(DATA FOR THIS EXERCISE):
- Opening Delimiter -

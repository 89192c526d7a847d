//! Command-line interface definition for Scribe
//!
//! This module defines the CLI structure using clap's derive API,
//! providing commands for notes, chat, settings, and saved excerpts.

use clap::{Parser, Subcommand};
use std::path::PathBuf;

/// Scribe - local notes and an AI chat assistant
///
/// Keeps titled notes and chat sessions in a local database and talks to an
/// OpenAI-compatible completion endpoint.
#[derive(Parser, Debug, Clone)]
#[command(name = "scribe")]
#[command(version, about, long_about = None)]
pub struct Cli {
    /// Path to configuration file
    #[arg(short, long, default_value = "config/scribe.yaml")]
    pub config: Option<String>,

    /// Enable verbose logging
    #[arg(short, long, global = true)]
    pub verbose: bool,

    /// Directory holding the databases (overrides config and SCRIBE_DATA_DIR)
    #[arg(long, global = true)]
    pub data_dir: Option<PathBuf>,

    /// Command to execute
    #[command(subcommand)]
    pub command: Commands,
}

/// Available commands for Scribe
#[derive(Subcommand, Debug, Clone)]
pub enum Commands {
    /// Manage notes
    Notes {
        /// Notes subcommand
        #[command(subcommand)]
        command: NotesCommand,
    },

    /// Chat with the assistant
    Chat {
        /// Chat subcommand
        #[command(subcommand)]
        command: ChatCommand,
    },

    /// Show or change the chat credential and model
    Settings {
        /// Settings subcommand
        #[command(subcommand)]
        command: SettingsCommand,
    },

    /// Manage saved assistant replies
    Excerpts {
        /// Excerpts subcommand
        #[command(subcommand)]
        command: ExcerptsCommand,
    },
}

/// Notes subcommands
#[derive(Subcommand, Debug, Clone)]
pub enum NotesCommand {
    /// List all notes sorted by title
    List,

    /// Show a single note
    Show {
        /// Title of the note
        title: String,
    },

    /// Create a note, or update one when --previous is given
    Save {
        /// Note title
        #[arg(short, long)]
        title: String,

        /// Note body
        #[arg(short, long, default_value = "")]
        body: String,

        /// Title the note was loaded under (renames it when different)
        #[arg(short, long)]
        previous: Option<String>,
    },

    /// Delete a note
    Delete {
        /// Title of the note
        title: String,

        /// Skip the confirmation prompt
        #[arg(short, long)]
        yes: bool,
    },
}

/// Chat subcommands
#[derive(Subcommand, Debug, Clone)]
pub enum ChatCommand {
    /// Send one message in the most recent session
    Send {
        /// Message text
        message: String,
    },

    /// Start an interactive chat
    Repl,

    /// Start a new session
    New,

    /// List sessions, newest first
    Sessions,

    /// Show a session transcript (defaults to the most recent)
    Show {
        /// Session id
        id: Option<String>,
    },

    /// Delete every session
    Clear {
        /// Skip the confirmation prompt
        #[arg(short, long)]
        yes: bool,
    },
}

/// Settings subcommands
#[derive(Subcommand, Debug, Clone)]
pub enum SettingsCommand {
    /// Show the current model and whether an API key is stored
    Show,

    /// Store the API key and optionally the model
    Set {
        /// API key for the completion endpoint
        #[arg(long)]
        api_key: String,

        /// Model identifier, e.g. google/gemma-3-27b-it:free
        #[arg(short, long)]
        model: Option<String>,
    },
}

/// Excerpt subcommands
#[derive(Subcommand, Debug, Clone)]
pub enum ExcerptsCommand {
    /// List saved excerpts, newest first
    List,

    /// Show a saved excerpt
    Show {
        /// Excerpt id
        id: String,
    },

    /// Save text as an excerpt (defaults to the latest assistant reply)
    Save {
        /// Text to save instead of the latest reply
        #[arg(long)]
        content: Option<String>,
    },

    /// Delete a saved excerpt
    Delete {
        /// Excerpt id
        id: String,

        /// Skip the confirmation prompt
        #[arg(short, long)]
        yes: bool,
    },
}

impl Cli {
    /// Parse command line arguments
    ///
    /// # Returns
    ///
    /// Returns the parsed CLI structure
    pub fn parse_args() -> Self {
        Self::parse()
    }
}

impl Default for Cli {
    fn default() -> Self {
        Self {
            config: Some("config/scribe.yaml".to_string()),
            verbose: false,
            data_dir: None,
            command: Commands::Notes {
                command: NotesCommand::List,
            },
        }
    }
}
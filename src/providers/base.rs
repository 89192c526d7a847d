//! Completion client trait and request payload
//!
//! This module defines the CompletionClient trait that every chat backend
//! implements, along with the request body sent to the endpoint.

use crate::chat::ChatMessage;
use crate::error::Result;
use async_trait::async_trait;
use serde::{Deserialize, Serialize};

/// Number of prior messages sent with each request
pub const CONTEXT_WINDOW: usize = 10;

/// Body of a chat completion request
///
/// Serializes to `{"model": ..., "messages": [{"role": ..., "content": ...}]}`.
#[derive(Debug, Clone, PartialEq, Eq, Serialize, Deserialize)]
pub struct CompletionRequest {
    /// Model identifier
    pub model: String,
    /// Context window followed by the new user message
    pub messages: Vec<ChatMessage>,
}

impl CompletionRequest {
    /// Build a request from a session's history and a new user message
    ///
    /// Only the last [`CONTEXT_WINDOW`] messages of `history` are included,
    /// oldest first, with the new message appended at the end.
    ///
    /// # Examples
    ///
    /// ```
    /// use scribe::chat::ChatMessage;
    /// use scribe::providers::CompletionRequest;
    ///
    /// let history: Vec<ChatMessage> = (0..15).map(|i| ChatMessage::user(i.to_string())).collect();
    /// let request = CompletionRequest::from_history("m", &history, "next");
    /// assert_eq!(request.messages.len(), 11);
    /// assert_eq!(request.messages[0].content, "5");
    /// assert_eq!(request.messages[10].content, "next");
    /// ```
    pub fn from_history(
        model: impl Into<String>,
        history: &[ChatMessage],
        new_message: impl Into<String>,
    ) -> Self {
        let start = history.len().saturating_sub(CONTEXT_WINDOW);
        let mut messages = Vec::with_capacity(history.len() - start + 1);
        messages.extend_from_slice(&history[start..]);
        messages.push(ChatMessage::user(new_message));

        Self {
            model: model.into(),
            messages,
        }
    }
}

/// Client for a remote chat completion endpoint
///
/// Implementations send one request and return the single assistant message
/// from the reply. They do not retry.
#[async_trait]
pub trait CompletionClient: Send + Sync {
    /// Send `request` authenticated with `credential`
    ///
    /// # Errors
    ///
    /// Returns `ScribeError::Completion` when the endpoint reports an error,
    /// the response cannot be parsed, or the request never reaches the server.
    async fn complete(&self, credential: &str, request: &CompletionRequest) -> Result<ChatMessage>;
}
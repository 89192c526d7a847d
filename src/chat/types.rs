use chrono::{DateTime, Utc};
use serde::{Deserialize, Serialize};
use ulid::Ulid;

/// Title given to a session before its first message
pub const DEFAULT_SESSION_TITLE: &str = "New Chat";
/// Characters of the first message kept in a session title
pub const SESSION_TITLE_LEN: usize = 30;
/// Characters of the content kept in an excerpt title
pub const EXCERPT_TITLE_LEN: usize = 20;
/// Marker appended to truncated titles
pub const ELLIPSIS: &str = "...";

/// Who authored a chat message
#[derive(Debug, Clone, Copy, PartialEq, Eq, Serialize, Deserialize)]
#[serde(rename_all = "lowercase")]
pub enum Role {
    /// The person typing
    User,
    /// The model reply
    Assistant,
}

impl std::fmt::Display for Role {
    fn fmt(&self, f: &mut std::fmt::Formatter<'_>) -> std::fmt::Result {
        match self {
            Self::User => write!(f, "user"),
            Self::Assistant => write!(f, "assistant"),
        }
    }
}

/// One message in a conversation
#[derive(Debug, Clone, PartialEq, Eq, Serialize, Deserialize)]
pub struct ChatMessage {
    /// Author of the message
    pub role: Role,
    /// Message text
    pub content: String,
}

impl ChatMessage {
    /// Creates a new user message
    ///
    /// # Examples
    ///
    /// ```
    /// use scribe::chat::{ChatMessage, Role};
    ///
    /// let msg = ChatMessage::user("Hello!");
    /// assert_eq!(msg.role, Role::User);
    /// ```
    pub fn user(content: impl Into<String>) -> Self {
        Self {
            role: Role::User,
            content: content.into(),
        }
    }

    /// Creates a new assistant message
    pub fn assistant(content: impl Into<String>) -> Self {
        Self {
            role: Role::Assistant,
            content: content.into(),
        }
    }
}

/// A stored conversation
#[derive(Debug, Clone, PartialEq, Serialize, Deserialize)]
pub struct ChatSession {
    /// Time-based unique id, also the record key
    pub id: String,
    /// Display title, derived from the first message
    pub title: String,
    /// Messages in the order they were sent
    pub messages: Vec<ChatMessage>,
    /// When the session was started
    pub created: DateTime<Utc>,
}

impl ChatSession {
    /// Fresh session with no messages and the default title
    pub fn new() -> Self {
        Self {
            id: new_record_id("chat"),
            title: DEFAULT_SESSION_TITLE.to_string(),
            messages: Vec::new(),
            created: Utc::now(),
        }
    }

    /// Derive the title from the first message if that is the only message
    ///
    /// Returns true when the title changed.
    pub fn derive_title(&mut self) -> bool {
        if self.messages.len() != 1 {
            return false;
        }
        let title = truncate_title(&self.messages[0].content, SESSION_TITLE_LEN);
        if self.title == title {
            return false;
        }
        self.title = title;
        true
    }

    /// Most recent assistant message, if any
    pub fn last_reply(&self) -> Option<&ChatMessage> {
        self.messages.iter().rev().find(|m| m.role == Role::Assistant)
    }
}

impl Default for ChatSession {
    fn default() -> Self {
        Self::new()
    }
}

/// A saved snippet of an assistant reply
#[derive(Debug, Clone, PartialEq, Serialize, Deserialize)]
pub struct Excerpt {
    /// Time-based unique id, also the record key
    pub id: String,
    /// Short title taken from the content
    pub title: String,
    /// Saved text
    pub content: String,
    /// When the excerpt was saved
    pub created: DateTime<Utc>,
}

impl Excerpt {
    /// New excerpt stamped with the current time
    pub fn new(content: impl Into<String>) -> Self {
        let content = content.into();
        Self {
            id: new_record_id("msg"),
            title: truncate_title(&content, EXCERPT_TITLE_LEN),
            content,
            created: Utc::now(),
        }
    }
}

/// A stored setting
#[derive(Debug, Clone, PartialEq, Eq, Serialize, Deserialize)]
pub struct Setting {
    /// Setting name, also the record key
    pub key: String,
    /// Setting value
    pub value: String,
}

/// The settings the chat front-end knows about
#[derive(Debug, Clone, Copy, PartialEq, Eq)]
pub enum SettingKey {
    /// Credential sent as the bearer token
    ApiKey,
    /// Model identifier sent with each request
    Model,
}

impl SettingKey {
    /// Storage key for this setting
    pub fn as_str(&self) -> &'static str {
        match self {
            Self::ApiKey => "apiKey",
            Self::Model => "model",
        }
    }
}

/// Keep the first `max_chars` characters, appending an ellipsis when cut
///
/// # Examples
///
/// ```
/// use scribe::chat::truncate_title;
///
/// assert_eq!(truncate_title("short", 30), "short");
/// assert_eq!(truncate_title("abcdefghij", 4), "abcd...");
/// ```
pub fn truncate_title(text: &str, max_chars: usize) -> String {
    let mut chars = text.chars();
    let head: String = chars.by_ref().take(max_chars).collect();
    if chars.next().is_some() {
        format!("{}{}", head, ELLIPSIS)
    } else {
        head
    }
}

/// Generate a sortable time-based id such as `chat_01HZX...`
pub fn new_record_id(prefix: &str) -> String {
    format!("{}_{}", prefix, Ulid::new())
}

- Closing Delimiter -

(ASSIGNED TASK): All that is wanted is a faithful reproduction of the line above with "pub fn assistant(content: impl", the line with "the title changed.", and every line in between.

(RESULT OF THIS TASK):
    pub fn assistant(content: impl Into<String>) -> Self {
        Self {
            role: Role::Assistant,
            content: content.into(),
        }
    }
}

/// A stored conversation
#[derive(Debug, Clone, PartialEq, Serialize, Deserialize)]
pub struct ChatSession {
    /// Time-based unique id, also the record key
    pub id: String,
    /// Display title, derived from the first message
    pub title: String,
    /// Messages in the order they were sent
    pub messages: Vec<ChatMessage>,
    /// When the session was started
    pub created: DateTime<Utc>,
}

impl ChatSession {
    /// Fresh session with no messages and the default title
    pub fn new() -> Self {
        Self {
            id: new_record_id("chat"),
            title: DEFAULT_SESSION_TITLE.to_string(),
            messages: Vec::new(),
            created: Utc::now(),
        }
    }

    /// Derive the title from the first message if that is the only message
    ///
    /// Returns true when the title changed.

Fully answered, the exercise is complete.